Capitulo 07 - I temporada (I want you, now)
– Então é você? – Edward perguntou, ainda sem acreditar.
– Sim, sou eu. – Falei, sem querer olhá-lo. Ainda esperava pela decepção, que não veio. Edward sorriu largamente, levantou-se do banco e me abraçou.
Simples assim.
Puxou-me em direção ao seu peito forte e me apertou ali, com tanta força que me faltou ar. Mas foi bom. Eu poderia ter ficado ali para sempre, se não fosse o silêncio que caiu repentinamente sobre as pessoas na quadra.
Tentei olhar para trás para ver o que havia acontecido, mas Edward não me permitiu. Ao invés disso, sussurrou em minha orelha.
– Finja estar passando mal. – Ele disse.
– O quê? – Falei sem entender.
– Apenas faça isso. – Ele pediu. Bom, não seria tão difícil. Agora mesmo as minhas pernas estavam bambas apenas por sentir o seu hálito em minha orelha. Suspirei, fazendo que sim com a cabeça.
Edward então me pegou nos braços. Joguei os meus braços sobre seus ombros, escondendo meu rosto no seu pescoço.
– Professor, Isabella não está se sentindo muito bem. Vou levá-la à enfermaria. – Edward falou com uma voz lindamente inocente.
– Sim, sim. Vá Edward. – O professor falou, confiando cegamente no que ele dizia, afinal, ele era um aluno modelo.
Edward então saiu comigo do ginásio, me levando em direção ao seu carro, sem dar o menor sinal de que meu peso o incomodava.
– Pode me largar agora. – Eu disse, meio sem vontade, mas muito constrangida.
– Nunca. – Ele sussurrou no meu ouvido, me apertando ainda mais. Suspirei, sem querer discutir aquele assunto. Se ele não quisesse me largar nunca mesmo, eu não me importaria.
Edward então pegou a chave do seu carro, desativou o alarme, me levou em direção ao banco do passageiro e me colocou lá. Então deu a volta e entrou do outro lado, virando-se para mim e sorrindo abertamente.
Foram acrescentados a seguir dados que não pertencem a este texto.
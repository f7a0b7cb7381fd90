pub mod cluster;
pub mod geometry;
pub mod publish;
pub mod record;

pub use cluster::{render_scope, ClusterId, ClusterSummary, ScopeKey};
pub use geometry::{Crs, FootprintShape, PlanarCrsStrategy, ShapeKind};
pub use publish::{PublishMode, PublishReport};
pub use record::{AlertQuery, AlertRecord, ClusteredRecord, NaturalKey};
//! Canopy Cluster - Adjacency clustering, area aggregation and the run pipeline
//!
//! Alert footprints that touch or overlap are grouped into connected
//! components; each component's footprints are dissolved and measured in a
//! planar CRS. [`pipeline::AlertPipeline`] wires this core between the alerts
//! source, reference-layer enrichment and the spreadsheet publisher.

pub mod area;
pub mod dsu;
pub mod engine;
pub mod pipeline;

pub use area::{aggregate, attach, centroids};
pub use dsu::DisjointSet;
pub use engine::{Cluster, ClusterEngine, ClusterOptions, ClusterStats, Clustering};
pub use pipeline::{AlertPipeline, PipelineOptions, RunReport};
Encarei a minha mão, constrangida.
– O que foi aquele silêncio todo lá na quadra? – Perguntei querendo quebrar o silêncio aqui dentro.
– Não sei. Acho que foi por nossa causa. Todos estavam olhando na nossa direção. – Edward falou.
– Claro que estavam. – Falei sarcasticamente cobrindo meu rosto com as mãos. Se vergonha matasse...
– Está constrangida por ser vista me abraçando? – Ele perguntou com a voz neutra. Tive que rir.
– Não deveria ser ao contrário? – Eu devolvi olhando de olhos apertados para ele.
– Não vejo por quê. – Ele falou, dando de ombros.
– Não? Há uma semana você nem sabia que eu existia. Nem Marie nem Bella. – Falei.
– Mas agora não vejo a minha vida sem você. – Ele falou baixinho, olhando pra mim com atenção. Corei ainda mais, desviando o olhar. Edward ergueu a mão, pegando o meu queixo e me fazendo olhar para ele. – Por que você teima em se diminuir? Pelo que você dizia nos torpedos, achei que fosse careca, ou caolha, ou banguela, ou tudo ao mesmo tempo.
Tive que rir com essa.
– E se fosse? – Eu quis saber.
– Ainda seria a minha Marie. – Ele sussurrou, aproximando seus lábios dos meus. Sem reação, não pude fazer nada a não ser fechar os olhos e separar os lábios, em expectativa.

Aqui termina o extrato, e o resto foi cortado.